- [Data excerpts]:

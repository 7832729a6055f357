//! Email sources for the CLI: built-in samples, files, and a terminal prompt.

use std::path::Path;
use std::sync::LazyLock;

use mail_parser::MessageParser;
use regex::Regex;
use tokio::io::{AsyncBufRead, Lines};

use crate::error::InputError;
use crate::pipeline::types::EmailInput;

/// Line that terminates the body in interactive mode.
pub const BODY_SENTINEL: &str = "END";

static HEADER_LINE: LazyLock<Regex> = LazyLock::new(|| {
    Regex::new(r"^[!-9;-~]+:").expect("header line regex is valid")
});

/// Sample emails used by demo mode.
pub fn demo_emails() -> Vec<EmailInput> {
    vec![
        EmailInput::new(
            "[긴급] 선크림 SPF 테스트 결과 이상 - 출하 보류 요청",
            "안녕하세요, OO브랜드 품질관리팀 김수현입니다.

금일 입고된 선크림 LOT#2025-0892 에 대해 자체 SPF 테스트를 진행한 결과,
표기 SPF 50+ 대비 실측값이 SPF 38로 확인되었습니다.

해당 LOT 출하를 즉시 보류해 주시고, 코스맥스 측 QC 데이터 및
원인 분석 결과를 금일 중 공유 부탁드립니다.

출하 예정일이 내일(2/16)이라 매우 긴급합니다.

감사합니다.
김수현 드림",
        )
        .with_sender("soohyun.kim@oobrand.com")
        .with_date("2026-02-15"),
        EmailInput::new(
            "신규 비건 파운데이션 처방 개발 의뢰",
            "코스맥스 연구소 담당자님께,

저희 AB코스메틱에서 2026 F/W 시즌 신제품으로
비건 인증 가능한 리퀴드 파운데이션 개발을 의뢰드리고자 합니다.

주요 요구사항:
1. 비건 인증 (한국비건인증원 또는 EVE VEGAN)
2. 커버력 중~고 수준
3. 12시간 지속력
4. 색상 10호~25호 (6 shade)
5. 타겟 단가: 개당 3,500원 이내 (MOQ 10,000개 기준)

3월 초까지 초기 샘플 2-3안 검토 가능할까요?
가능한 일정과 기술 미팅 날짜를 잡아주시면 감사하겠습니다.

AB코스메틱 상품기획팀
박지연 과장 (jiyeon.park@abcosmetic.co.kr)",
        )
        .with_sender("jiyeon.park@abcosmetic.co.kr")
        .with_date("2026-02-14"),
        EmailInput::new(
            "히알루론산 원료 수급 관련 문의",
            "안녕하세요, 코스맥스 원료 담당자님.

저희가 공급 중인 저분자 히알루론산(HA-LMW-500) 원료와 관련하여,
3월분 발주량 확인 요청드립니다.

현재 글로벌 수급 상황이 다소 타이트하여
2주 전 사전 발주가 필요한 상황입니다.

참고로, 신규 원료 고분자 히알루론산(HA-HMW-2000)도 출시되었으니
스펙시트 첨부합니다. 검토 후 테스트 희망 시 샘플 발송 가능합니다.

문의사항 있으시면 연락 부탁드립니다.

(주)바이오소재
영업팀 이정호",
        )
        .with_sender("jungho.lee@biomaterials.co.kr")
        .with_date("2026-02-13"),
    ]
}

// ── File mode ───────────────────────────────────────────────────────

/// Read an email from a file. See [`parse_email_text`].
pub fn read_email_file(path: &Path) -> Result<EmailInput, InputError> {
    if !path.exists() {
        return Err(InputError::FileNotFound(path.to_path_buf()));
    }
    let text = std::fs::read_to_string(path)?;
    Ok(parse_email_text(&text))
}

/// Turn file contents into an email.
///
/// Raw RFC 5322 messages (a header block with `From:`) are decoded with
/// their subject, sender, date and plain-text body. Anything else is
/// plain text: first line is the subject (an optional `Subject:` prefix is
/// dropped), the rest is the body.
pub fn parse_email_text(text: &str) -> EmailInput {
    if looks_like_mime_message(text)
        && let Some(email) = parse_mime_message(text)
    {
        return email;
    }
    parse_plain_text(text)
}

fn parse_plain_text(text: &str) -> EmailInput {
    let text = text.trim();
    let (first, rest) = text.split_once('\n').unwrap_or((text, ""));

    let mut subject = first.trim();
    if subject
        .get(..8)
        .is_some_and(|p| p.eq_ignore_ascii_case("subject:"))
    {
        subject = subject[8..].trim();
    }

    EmailInput::new(subject, rest.trim())
}

fn looks_like_mime_message(text: &str) -> bool {
    let header_block: Vec<&str> = text
        .lines()
        .take_while(|line| !line.trim().is_empty())
        .collect();

    !header_block.is_empty()
        && header_block
            .iter()
            .all(|line| line.starts_with([' ', '\t']) || HEADER_LINE.is_match(line))
        && header_block
            .iter()
            .any(|line| line.get(..5).is_some_and(|p| p.eq_ignore_ascii_case("from:")))
}

fn parse_mime_message(text: &str) -> Option<EmailInput> {
    let parsed = MessageParser::default().parse(text.as_bytes())?;

    let subject = parsed.subject().unwrap_or_default().trim().to_string();
    let sender = parsed
        .from()
        .and_then(|addr| addr.first())
        .and_then(|a| a.address())
        .map(|s| s.to_string())
        .unwrap_or_default();
    let date = parsed.date().map(|d| d.to_rfc3339()).unwrap_or_default();
    let body = parsed
        .body_text(0)
        .map(|b| b.trim().to_string())
        .unwrap_or_default();

    Some(EmailInput::new(subject, body).with_sender(sender).with_date(date))
}

// ── Interactive mode ────────────────────────────────────────────────

/// Prompt for one email on the terminal.
///
/// Returns `Ok(None)` when the user enters an empty subject or input ends.
/// Body lines are read until a line equal to `END` (any case).
pub async fn read_interactive_email<R>(
    lines: &mut Lines<R>,
) -> Result<Option<EmailInput>, InputError>
where
    R: AsyncBufRead + Unpin,
{
    eprint!("이메일 제목: ");
    let Some(subject) = lines.next_line().await? else {
        return Ok(None);
    };
    let subject = subject.trim().to_string();
    if subject.is_empty() {
        return Ok(None);
    }

    eprint!("발신자 (선택, Enter로 건너뛰기): ");
    let sender = lines
        .next_line()
        .await?
        .map(|s| s.trim().to_string())
        .unwrap_or_default();

    eprintln!("본문 (입력 후 마지막 줄에 '{BODY_SENTINEL}' 입력):");
    let mut body_lines = Vec::new();
    while let Some(line) = lines.next_line().await? {
        if line.trim().eq_ignore_ascii_case(BODY_SENTINEL) {
            break;
        }
        body_lines.push(line);
    }
    let body = body_lines.join("\n");

    if body.trim().is_empty() {
        return Err(InputError::EmptyBody);
    }

    Ok(Some(EmailInput::new(subject, body).with_sender(sender)))
}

- [Exercise details]: Of the lines above, copy each one that contains the word "jiyeon".

- [Output of the task]:
박지연 과장 (jiyeon.park@abcosmetic.co.kr)",
        .with_sender("jiyeon.park@abcosmetic.co.kr")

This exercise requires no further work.